------ DATA
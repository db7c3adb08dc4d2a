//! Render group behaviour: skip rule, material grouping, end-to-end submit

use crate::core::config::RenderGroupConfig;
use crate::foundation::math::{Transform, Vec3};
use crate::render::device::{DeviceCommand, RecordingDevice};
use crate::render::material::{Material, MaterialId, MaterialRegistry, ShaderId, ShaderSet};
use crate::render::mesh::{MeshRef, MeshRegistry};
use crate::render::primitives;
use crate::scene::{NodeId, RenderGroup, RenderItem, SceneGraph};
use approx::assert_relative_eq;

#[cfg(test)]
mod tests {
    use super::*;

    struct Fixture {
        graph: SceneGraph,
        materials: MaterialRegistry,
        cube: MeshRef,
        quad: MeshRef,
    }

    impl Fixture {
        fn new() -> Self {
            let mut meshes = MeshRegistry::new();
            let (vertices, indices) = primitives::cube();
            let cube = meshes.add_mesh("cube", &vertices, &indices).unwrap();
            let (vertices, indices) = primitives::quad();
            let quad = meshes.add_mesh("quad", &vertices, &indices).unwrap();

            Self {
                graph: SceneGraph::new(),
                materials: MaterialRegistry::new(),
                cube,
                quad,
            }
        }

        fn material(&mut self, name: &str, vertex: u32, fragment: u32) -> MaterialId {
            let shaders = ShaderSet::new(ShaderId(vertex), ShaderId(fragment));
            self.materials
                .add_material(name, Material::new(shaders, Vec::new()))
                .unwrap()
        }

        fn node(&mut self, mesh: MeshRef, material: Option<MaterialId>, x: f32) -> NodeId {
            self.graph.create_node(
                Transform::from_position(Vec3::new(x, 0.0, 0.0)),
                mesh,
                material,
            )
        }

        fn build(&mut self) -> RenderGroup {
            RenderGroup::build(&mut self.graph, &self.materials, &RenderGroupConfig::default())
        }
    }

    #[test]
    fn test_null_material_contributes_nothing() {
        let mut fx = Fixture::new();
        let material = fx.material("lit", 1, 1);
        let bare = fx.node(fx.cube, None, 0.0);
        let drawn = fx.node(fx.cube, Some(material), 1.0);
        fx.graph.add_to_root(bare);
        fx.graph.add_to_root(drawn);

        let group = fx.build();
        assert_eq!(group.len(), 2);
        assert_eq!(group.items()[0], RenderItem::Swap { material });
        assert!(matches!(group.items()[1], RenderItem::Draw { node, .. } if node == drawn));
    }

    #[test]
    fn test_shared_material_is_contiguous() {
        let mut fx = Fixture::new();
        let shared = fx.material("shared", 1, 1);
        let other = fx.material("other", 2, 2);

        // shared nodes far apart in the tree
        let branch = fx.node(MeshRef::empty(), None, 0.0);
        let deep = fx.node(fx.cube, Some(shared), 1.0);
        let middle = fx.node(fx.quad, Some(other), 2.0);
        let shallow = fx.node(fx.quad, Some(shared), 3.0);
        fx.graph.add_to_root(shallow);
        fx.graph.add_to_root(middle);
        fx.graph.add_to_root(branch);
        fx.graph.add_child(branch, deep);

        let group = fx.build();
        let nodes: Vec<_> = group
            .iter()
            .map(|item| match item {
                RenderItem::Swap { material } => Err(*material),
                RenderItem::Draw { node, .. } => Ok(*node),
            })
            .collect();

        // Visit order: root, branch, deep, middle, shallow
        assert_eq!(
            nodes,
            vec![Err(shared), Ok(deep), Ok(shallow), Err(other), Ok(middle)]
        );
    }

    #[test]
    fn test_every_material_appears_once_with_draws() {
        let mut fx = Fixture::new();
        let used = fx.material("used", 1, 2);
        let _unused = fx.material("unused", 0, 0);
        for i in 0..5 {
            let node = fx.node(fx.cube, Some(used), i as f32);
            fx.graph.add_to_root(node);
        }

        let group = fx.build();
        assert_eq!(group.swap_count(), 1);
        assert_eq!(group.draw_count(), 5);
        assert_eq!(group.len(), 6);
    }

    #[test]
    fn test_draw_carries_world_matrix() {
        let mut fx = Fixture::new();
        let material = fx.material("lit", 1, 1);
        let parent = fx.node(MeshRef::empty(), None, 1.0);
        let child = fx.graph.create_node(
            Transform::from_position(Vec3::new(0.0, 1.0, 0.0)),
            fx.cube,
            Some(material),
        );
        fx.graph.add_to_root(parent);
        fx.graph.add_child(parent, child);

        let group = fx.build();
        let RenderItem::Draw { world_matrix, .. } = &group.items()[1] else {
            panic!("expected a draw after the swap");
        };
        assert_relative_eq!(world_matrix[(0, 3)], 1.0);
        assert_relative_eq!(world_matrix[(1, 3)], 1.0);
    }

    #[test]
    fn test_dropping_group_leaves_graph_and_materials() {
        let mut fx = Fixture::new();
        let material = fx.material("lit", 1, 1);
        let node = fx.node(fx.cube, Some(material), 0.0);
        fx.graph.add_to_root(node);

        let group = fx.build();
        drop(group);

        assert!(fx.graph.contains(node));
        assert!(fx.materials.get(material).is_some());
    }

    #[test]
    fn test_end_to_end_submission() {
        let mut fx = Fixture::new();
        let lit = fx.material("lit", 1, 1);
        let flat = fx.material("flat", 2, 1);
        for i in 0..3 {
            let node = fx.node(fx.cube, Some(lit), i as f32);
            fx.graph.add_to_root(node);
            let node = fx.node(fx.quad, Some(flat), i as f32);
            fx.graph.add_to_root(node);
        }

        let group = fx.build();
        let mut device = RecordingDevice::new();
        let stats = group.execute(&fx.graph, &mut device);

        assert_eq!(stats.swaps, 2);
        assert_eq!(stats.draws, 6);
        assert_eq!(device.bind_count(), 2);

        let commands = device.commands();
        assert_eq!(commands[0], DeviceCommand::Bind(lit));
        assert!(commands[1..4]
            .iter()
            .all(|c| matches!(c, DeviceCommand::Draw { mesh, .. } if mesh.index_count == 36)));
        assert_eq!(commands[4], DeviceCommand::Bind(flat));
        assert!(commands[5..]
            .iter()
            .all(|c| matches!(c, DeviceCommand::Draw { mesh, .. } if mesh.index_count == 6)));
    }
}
------------
------ DATA
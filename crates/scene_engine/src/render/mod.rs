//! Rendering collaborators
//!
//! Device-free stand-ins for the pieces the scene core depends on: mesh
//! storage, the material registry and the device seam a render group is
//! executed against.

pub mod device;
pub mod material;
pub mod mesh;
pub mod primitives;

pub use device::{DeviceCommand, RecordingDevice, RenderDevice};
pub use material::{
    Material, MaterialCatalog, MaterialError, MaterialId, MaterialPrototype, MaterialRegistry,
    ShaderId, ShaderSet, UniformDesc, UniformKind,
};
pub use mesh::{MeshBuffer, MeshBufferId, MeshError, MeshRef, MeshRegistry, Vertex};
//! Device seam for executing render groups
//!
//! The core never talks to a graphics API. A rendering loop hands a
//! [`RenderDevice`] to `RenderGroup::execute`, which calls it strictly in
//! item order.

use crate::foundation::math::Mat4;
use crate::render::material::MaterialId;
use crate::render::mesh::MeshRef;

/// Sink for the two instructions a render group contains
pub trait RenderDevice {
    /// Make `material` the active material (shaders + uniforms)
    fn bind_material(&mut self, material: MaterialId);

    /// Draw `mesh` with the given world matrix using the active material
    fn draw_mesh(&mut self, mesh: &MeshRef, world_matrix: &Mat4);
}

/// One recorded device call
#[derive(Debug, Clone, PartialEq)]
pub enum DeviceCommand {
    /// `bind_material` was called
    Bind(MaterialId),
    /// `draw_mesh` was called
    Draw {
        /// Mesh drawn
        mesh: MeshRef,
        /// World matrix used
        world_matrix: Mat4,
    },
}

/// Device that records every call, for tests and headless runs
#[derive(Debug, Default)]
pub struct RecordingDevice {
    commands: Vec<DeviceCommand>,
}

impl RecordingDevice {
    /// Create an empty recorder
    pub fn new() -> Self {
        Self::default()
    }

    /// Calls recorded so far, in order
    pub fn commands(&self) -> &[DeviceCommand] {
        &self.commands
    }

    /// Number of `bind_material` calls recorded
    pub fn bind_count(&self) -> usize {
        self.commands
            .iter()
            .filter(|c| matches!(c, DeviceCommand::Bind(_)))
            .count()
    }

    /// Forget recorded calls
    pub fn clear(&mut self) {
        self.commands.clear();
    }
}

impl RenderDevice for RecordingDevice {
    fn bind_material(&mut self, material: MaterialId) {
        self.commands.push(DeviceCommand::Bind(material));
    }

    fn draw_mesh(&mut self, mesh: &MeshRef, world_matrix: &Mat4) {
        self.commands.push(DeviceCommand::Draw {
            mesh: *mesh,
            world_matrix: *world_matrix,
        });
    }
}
------------
------ DATA
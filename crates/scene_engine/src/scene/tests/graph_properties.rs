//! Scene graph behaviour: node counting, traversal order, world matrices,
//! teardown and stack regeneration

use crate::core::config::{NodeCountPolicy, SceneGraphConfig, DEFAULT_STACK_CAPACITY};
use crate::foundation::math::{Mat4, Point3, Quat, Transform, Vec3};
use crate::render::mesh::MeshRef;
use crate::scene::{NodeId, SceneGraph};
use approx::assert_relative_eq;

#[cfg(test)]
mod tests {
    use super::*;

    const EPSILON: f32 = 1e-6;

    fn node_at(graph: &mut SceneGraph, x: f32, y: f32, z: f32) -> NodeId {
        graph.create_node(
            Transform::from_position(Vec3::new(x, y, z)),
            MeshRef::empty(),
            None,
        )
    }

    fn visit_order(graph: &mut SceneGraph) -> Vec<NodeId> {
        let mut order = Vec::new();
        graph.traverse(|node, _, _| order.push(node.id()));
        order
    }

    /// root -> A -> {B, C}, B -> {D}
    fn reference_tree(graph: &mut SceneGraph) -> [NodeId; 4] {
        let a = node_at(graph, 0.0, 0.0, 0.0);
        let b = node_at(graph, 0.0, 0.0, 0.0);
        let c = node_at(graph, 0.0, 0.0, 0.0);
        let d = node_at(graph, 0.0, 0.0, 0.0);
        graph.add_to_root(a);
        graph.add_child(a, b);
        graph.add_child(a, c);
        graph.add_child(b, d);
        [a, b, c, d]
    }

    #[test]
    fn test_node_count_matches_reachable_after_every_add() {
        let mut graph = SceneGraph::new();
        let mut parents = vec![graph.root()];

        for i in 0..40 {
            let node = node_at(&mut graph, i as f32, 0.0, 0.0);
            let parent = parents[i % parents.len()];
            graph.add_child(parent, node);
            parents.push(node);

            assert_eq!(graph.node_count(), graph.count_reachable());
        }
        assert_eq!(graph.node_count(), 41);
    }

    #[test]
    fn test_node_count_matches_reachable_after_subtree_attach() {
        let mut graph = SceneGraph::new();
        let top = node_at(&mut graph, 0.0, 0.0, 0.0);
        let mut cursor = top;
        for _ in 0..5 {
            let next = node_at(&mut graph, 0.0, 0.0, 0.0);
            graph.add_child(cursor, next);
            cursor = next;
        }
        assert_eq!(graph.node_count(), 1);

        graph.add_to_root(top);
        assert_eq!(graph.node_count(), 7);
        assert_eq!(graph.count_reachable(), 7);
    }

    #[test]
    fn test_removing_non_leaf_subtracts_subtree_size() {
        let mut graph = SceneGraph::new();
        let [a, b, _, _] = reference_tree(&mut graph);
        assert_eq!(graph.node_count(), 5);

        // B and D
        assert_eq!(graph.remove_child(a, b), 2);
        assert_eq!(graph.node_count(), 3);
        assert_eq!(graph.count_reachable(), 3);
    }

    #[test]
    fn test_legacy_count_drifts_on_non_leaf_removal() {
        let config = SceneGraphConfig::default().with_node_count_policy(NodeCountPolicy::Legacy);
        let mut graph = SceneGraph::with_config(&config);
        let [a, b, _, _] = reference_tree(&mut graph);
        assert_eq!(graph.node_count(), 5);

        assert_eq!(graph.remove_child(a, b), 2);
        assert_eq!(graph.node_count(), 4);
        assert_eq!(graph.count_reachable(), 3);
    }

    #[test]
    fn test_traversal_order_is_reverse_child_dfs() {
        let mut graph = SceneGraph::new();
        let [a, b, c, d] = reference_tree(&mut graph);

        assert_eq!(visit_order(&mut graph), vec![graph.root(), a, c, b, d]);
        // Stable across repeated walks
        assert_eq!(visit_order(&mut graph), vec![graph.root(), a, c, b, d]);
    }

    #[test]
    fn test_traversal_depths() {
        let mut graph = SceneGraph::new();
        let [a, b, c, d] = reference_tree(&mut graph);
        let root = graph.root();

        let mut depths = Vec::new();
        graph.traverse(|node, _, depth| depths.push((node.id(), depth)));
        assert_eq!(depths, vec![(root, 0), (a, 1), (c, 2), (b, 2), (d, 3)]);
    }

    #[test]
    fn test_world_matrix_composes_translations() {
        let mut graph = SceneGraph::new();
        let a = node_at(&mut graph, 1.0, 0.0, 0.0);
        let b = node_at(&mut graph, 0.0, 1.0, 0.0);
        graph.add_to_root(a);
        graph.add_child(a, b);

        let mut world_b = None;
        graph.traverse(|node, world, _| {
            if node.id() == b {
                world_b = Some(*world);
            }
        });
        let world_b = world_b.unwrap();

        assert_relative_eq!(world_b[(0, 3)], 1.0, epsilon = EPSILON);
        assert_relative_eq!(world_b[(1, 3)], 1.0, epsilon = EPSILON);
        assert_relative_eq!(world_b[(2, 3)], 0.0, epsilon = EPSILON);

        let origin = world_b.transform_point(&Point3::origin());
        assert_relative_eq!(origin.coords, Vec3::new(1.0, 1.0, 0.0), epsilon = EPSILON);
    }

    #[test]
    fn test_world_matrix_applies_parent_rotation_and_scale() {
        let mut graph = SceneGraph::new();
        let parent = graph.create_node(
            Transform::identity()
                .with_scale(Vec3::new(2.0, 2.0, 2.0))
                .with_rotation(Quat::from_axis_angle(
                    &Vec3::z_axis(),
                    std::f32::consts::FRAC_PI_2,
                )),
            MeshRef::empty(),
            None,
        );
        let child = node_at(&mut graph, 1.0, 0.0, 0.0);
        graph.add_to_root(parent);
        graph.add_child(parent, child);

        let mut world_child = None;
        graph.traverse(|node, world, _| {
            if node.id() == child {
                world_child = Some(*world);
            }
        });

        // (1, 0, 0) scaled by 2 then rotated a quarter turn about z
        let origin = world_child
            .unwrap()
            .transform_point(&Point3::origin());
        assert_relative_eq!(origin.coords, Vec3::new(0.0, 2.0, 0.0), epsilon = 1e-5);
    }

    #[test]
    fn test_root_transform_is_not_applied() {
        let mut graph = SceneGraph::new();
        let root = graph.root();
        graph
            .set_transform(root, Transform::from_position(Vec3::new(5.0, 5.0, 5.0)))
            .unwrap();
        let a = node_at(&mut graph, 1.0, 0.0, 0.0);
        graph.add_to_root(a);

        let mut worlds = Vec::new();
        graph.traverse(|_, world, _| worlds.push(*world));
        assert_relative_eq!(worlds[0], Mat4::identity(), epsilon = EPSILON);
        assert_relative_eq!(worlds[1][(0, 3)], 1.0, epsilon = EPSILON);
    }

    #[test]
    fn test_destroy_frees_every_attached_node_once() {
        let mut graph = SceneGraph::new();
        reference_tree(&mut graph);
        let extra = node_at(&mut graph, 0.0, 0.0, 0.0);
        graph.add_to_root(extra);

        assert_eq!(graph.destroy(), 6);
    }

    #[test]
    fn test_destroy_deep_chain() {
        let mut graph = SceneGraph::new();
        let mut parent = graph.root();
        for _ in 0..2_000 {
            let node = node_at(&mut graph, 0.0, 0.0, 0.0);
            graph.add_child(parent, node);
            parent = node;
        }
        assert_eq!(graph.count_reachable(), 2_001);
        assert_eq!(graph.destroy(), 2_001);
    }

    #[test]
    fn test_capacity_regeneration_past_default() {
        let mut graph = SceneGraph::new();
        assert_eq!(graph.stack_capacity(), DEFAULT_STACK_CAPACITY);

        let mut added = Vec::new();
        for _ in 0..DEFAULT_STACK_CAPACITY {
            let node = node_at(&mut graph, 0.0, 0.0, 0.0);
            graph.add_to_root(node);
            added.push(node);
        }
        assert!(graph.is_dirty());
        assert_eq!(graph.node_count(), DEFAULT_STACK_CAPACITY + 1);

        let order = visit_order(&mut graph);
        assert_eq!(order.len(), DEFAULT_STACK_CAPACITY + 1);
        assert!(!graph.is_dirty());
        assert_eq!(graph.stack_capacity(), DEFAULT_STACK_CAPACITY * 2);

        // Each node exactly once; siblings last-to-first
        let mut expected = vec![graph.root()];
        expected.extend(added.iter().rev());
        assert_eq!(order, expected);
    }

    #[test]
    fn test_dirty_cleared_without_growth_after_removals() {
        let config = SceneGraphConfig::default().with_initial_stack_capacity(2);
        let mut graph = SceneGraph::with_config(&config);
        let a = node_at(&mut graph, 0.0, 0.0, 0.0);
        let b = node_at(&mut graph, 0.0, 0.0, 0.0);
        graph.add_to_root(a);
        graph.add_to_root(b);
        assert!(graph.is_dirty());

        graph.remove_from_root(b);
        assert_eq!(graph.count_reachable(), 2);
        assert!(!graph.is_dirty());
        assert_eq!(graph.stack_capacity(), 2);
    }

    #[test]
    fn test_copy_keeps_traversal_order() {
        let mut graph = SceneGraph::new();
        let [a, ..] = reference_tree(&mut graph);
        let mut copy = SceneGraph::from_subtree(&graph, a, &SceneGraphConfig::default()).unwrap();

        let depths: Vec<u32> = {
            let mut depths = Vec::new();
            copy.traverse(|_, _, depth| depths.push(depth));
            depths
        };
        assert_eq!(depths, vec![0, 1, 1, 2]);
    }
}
------------
### PROMPT
Find the word "None" in the entries above and gather every line that holds it.

### TASK ANSWER
        let bare = fx.node(fx.cube, None, 0.0);
        let branch = fx.node(MeshRef::empty(), None, 0.0);
        let parent = fx.node(MeshRef::empty(), None, 1.0);
            None,
        let mut world_b = None;
            None,
        let mut world_child = None;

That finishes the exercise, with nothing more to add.